▸ LISTED RECORDS
----
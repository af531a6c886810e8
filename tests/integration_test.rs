#![cfg(not(target_arch = "wasm32"))]

use gpx_tour_sync::error::{ParseError, SyncError};
use gpx_tour_sync::options::SyncOptions;
use gpx_tour_sync::parser::{parse_track, parse_track_file};
use gpx_tour_sync::report::{TourStatsRecord, TrackReport};
use gpx_tour_sync::stats::{TrackAnalysis, analyze};
use gpx_tour_sync::sync::{SyncStrategy, point_at_time, synchronize};

fn load_fixture(path: &str) -> String {
    std::fs::read_to_string(format!("tests/fixtures/{path}")).unwrap()
}

fn analyze_fixture(path: &str) -> TrackAnalysis {
    let track = parse_track(&load_fixture(path)).unwrap();
    analyze(&track.points)
}

// ---- basic/ ----

#[test]
fn test_01_timed_track_statistics() {
    let track = parse_track(&load_fixture("basic/01_timed_track.gpx")).unwrap();
    assert_eq!(track.name, "Harbour Loop");
    assert_eq!(track.points.len(), 5);

    let metadata = track.metadata.as_ref().unwrap();
    assert_eq!(metadata.author.as_deref(), Some("Maqz"));
    assert_eq!(metadata.link.as_deref(), Some("https://example.com/tours/shiba"));
    assert!(metadata.time.is_some());

    let s = analyze(&track.points).statistics;
    assert!((s.total_distance_km - 0.483188).abs() < 1e-5);
    assert_eq!(s.total_duration_seconds, 120.0);
    assert_eq!(s.elevation_gain_meters, 11.0);
    assert_eq!(s.elevation_loss_meters, 9.0);
    assert_eq!(s.max_altitude_meters, 31.0);
    assert_eq!(s.min_altitude_meters, 20.0);
    assert!((s.max_speed_kmh - 15.147869).abs() < 1e-4);
    assert!((s.average_speed_kmh - 14.495626).abs() < 1e-4);
    assert!(s.has_elevation && s.has_timestamps);
}

#[test]
fn test_01_playback_sync() {
    let analysis = analyze_fixture("basic/01_timed_track.gpx");
    assert_eq!(SyncStrategy::for_analysis(&analysis), SyncStrategy::Timestamp);

    // 120 s of recording over a 60 s video
    let synced = synchronize(&analysis, 60.0, &SyncOptions::default()).unwrap();
    assert_eq!(synced.len(), 5);
    let times: Vec<f64> = synced.iter().map(|p| p.video_time_seconds).collect();
    assert_eq!(times, vec![0.0, 15.0, 30.0, 45.0, 60.0]);

    let p = point_at_time(&synced, 29.0).unwrap();
    assert_eq!(p.point.point.sequence_index, 2);
    assert_eq!(p.point.point.elevation, Some(31.0));
}

#[test]
fn test_01_trip_creation_truncates() {
    let analysis = analyze_fixture("basic/01_timed_track.gpx");
    let synced = synchronize(&analysis, 60.0, &SyncOptions::trip_creation()).unwrap();
    let indices: Vec<usize> = synced.iter().map(|p| p.point.point.sequence_index).collect();
    assert_eq!(indices, vec![0, 1, 2]);
    assert!(synced.iter().all(|p| p.video_time_seconds <= 60.0));
}

#[test]
fn test_02_untimed_track_distributes_by_distance() {
    let analysis = analyze_fixture("basic/02_untimed_track.gpx");
    assert_eq!(SyncStrategy::for_analysis(&analysis), SyncStrategy::Distance);
    assert_eq!(analysis.statistics.total_duration_seconds, 0.0);
    assert_eq!(analysis.statistics.average_speed_kmh, 0.0);

    let synced = synchronize(&analysis, 90.0, &SyncOptions::default()).unwrap();
    assert!((synced[0].video_time_seconds - 0.0).abs() < 1e-9);
    assert!((synced[1].video_time_seconds - 45.0).abs() < 1e-6);
    assert!((synced[2].video_time_seconds - 90.0).abs() < 1e-9);
    assert!((synced[1].normalized_time - 0.5).abs() < 1e-8);
}

#[test]
fn test_03_multi_segment_is_one_sequence() {
    let track = parse_track(&load_fixture("basic/03_multi_segment.gpx")).unwrap();
    assert_eq!(track.name, "Col Ride");
    assert_eq!(track.points.len(), 4);
    let indices: Vec<usize> = track.points.iter().map(|p| p.sequence_index).collect();
    assert_eq!(indices, vec![0, 1, 2, 3]);

    let s = analyze(&track.points).statistics;
    assert_eq!(s.total_duration_seconds, 320.0);
    assert_eq!(s.elevation_gain_meters, 25.0);
    assert_eq!(s.elevation_loss_meters, 7.0);
}

// ---- edge/ ----

#[test]
fn test_04_no_points() {
    let result = parse_track(&load_fixture("edge/04_no_points.gpx"));
    assert!(matches!(result, Err(ParseError::NoTrackPoints)));
}

#[test]
fn test_05_malformed() {
    let result = parse_track(&load_fixture("edge/05_malformed.gpx"));
    assert!(matches!(result, Err(ParseError::XmlParse(_))));
}

#[test]
fn test_06_single_point() {
    let analysis = analyze_fixture("edge/06_single_point.gpx");
    let s = &analysis.statistics;
    assert_eq!(s.point_count, 1);
    assert_eq!(s.total_distance_km, 0.0);
    assert_eq!(s.max_altitude_meters, 0.0);

    let synced = synchronize(&analysis, 30.0, &SyncOptions::default()).unwrap();
    assert_eq!(synced.len(), 1);
    assert_eq!(synced[0].video_time_seconds, 0.0);
    assert_eq!(point_at_time(&synced, 12.0).unwrap().point.point.sequence_index, 0);
}

#[test]
fn test_07_invalid_latitude() {
    match parse_track(&load_fixture("edge/07_invalid_lat.gpx")) {
        Err(ParseError::InvalidAttribute { value, index, .. }) => {
            assert_eq!(value, "35,001");
            assert_eq!(index, 1);
        }
        other => panic!("expected InvalidAttribute, got {other:?}"),
    }
}

#[test]
fn test_08_same_timestamps_fall_back() {
    let analysis = analyze_fixture("edge/08_same_timestamps.gpx");
    assert_eq!(SyncStrategy::for_analysis(&analysis), SyncStrategy::Distance);
    assert_eq!(analysis.statistics.max_speed_kmh, 0.0);

    let synced = synchronize(&analysis, 10.0, &SyncOptions::default()).unwrap();
    for p in &synced {
        assert!(p.video_time_seconds.is_finite());
        assert!((0.0..=10.0).contains(&p.video_time_seconds));
    }
}

#[test]
fn test_missing_file() {
    let result = parse_track_file("tests/fixtures/does_not_exist.gpx");
    assert!(matches!(result, Err(ParseError::Io(_))));
}

#[test]
fn test_tour_creation_flow() {
    let track = parse_track_file("tests/fixtures/basic/01_timed_track.gpx").unwrap();
    let stats = analyze(&track.points).statistics;
    let record = TourStatsRecord::from(&stats);
    assert_eq!(record.duration_seconds, 120.0);
    assert_eq!(record.max_altitude, 31.0);

    let json = serde_json::to_value(&record).unwrap();
    assert!(json.get("distance_km").is_some());
    assert!(json.get("elevation_gain").is_some());
}

#[test]
fn test_report_without_video_duration() {
    let track = parse_track(&load_fixture("basic/02_untimed_track.gpx")).unwrap();
    let report = TrackReport::build(&track, None);
    assert!(report.synchronized.is_none());
    assert_eq!(report.points.len(), 3);
    assert_eq!(report.statistics.duration, 0.0);
    assert!(report.metadata.is_none());
}

#[test]
fn test_empty_synchronized_set_has_no_point() {
    let analysis = analyze(&[]);
    let synced = synchronize(&analysis, 10.0, &SyncOptions::default()).unwrap();
    assert_eq!(point_at_time(&synced, 0.0), Err(SyncError::EmptyTrack));
}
----
▸ EXERCISE DIRECTIONS
Lines in the data holding the word "json": count them and say how many, nothing more.

▸ SOLUTION FOR THIS EXERCISE
3